El paso fugaz de Posse fue un síntoma del proceso de crecimiento y decantación de estos nuevos consensos de derecha en la sociedad, que hubieran sido impensados hace dos o tres años. Tanto él como Macri creyeron que se había alcanzado una apertura de tolerancia más a la derecha en ese amplio alineamiento, pero se equivocaron. Los consensos, por izquierda o derecha, tienen su propia lógica, marcan sus límites y jerarquías. En los consensos más amplios de derechas habrá incluso izquierdas, y en los consensos más amplios de izquierda, habrá también derechas. Más que su composición o sus programas, lo que los define son sus medidas concretas, el sentido para el cual son orientadas las fuerzas reunidas. Por supuesto que los programas y la composición son importantes y síntomas de coherencia, pero lo decisivo son las medidas concretas.

Todavía ese proceso de restauración no alcanza para plasmarse en una propuesta electoral y de gobierno. Más allá de las expresiones tan claras del macrismo en la Ciudad de Buenos Aires, lo que lanzan las encuestas es a un vicepresidente Julio Cobos encabezando las listas de imagen positiva. ¿El fuerte de esa figura es su proximidad al kirchnerismo, su capacidad para obstaculizarlo, o su proyección de un centro-centro calmado, más bien conservador, el extraño retorno a un aire de familiaridad con el primer Fernando de la Rúa, uno anterior a su frustrante presidencia?

En contraste, los escándalos del macrismo con el Fino Palacios y con Posse tijeretearon los bordes de Macri como candidato, le hicieron perder capacidad de abrirse hacia el llamado progresismo de derecha, como lo hizo en otras circunstancias, y se queda sólo con el centroderecha.

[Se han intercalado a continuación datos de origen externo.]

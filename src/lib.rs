pub mod config;
pub mod random;
pub mod result;
pub mod session;
pub mod speech;

pub use config::Config;
pub use random::{RandomSource, SequenceRandom, StdRandom};
pub use result::{rank_label, GdResult, ResultGenerator, ScoreBand};
pub use session::{
    EndReason, GdSession, Participant, Reaction, SessionConfig, SessionError, SessionHandle,
    SessionNotice, SessionPhase, SessionStats, SessionSummary, TranscriptMessage,
};
pub use speech::{SpeechError, SpeechEvent, SpeechRecognizer, SpeechRecognizerFactory, VoiceInput};
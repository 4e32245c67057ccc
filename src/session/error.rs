use thiserror::Error;

/// Construction-time violations of the room setup
#[derive(Debug, Error, PartialEq, Eq)]
pub enum SessionError {
    #[error("the room needs at least one AI participant")]
    NoAiParticipants,

    #[error("duplicate participant id: {0}")]
    DuplicateParticipant(String),

    #[error("AI participant cannot use the human id: {0}")]
    HumanIdTaken(String),

    #[error("the scripted response pool is empty")]
    EmptyResponsePool,

    #[error("session duration must be at least one second")]
    ZeroDuration,

    #[error("countdown tick must be greater than zero")]
    ZeroTick,

    #[error("invalid AI interval range: {min_ms}ms..{max_ms}ms")]
    InvalidInterval { min_ms: u64, max_ms: u64 },
}
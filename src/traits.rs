//! Common trait for mergeable heaps
//!
//! [`Heap`] captures the operations every heap variant in this crate supports,
//! independent of its ordering and node storage. It mirrors the shape of
//! `std::collections::BinaryHeap` (`push`/`peek`/`pop`) plus a destructive
//! `merge`.

/// Base trait for mergeable heap/priority queue data structures
///
/// The element returned by `peek`/`pop` is the one that precedes all others
/// under the heap's ordering: the minimum for the default order.
///
/// # Example
///
/// ```rust
/// use rust_skew_heaps::{Heap, SkewHeapArena};
///
/// fn drain<H: Heap<u32>>(mut heap: H) -> Vec<u32> {
///     let mut out = Vec::new();
///     while let Some(x) = heap.pop() {
///         out.push(x);
///     }
///     out
/// }
///
/// let mut heap = SkewHeapArena::<u32>::default();
/// heap.push(3);
/// heap.push(1);
/// heap.push(2);
/// assert_eq!(drain(heap), vec![1, 2, 3]);
/// ```
pub trait Heap<T> {
    /// Creates a new empty heap
    fn new() -> Self;

    /// Returns true if the heap is empty
    fn is_empty(&self) -> bool;

    /// Returns the number of elements in the heap
    fn len(&self) -> usize;

    /// Inserts an element
    ///
    /// # Time Complexity
    /// O(log n) amortized for skew heaps.
    fn push(&mut self, item: T);

    /// Returns the first element without removing it
    ///
    /// # Time Complexity
    /// O(1)
    fn peek(&self) -> Option<&T>;

    /// Removes and returns the first element
    ///
    /// # Time Complexity
    /// O(log n) amortized for skew heaps.
    fn pop(&mut self) -> Option<T>;

    /// Moves every element of `other` into this heap, leaving `other` empty
    ///
    /// # Time Complexity
    /// O(log n) amortized for skew heaps; elements are relinked, not copied.
    fn merge(&mut self, other: &mut Self);

    /// Removes every element
    fn clear(&mut self);
}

Después de los escándalos, el perfil de Macri quedó muy sesgado, algo que los candidatos tratan de evitar. Sin embargo, el desgaste del jefe de Gobierno no lo capitaliza nadie, porque no tiene una contrafigura en la Ciudad de Buenos Aires. Según los resultados del 28 de junio, ese lugar podría estar ocupado por Pino Solanas, que fue la revelación de esas elecciones. Más empeñado en confrontar con el gobierno nacional que con el macrismo, Pino eludió protagonismo tanto en el escándalo del espionaje como en el de Posse. Prefirió guardar un perfil más bien bajo, y entre sus amigos se asume que prefiere competir en la presidencial del 2011 que buscar la jefatura de Gobierno de la Ciudad. Ese cuadro le da cierto tiempo a Macri como para asimilar los golpes, pero es difícil que pueda recuperar esa imagen de empresario puro, sin ideología y por encima de la política que presentó en las elecciones.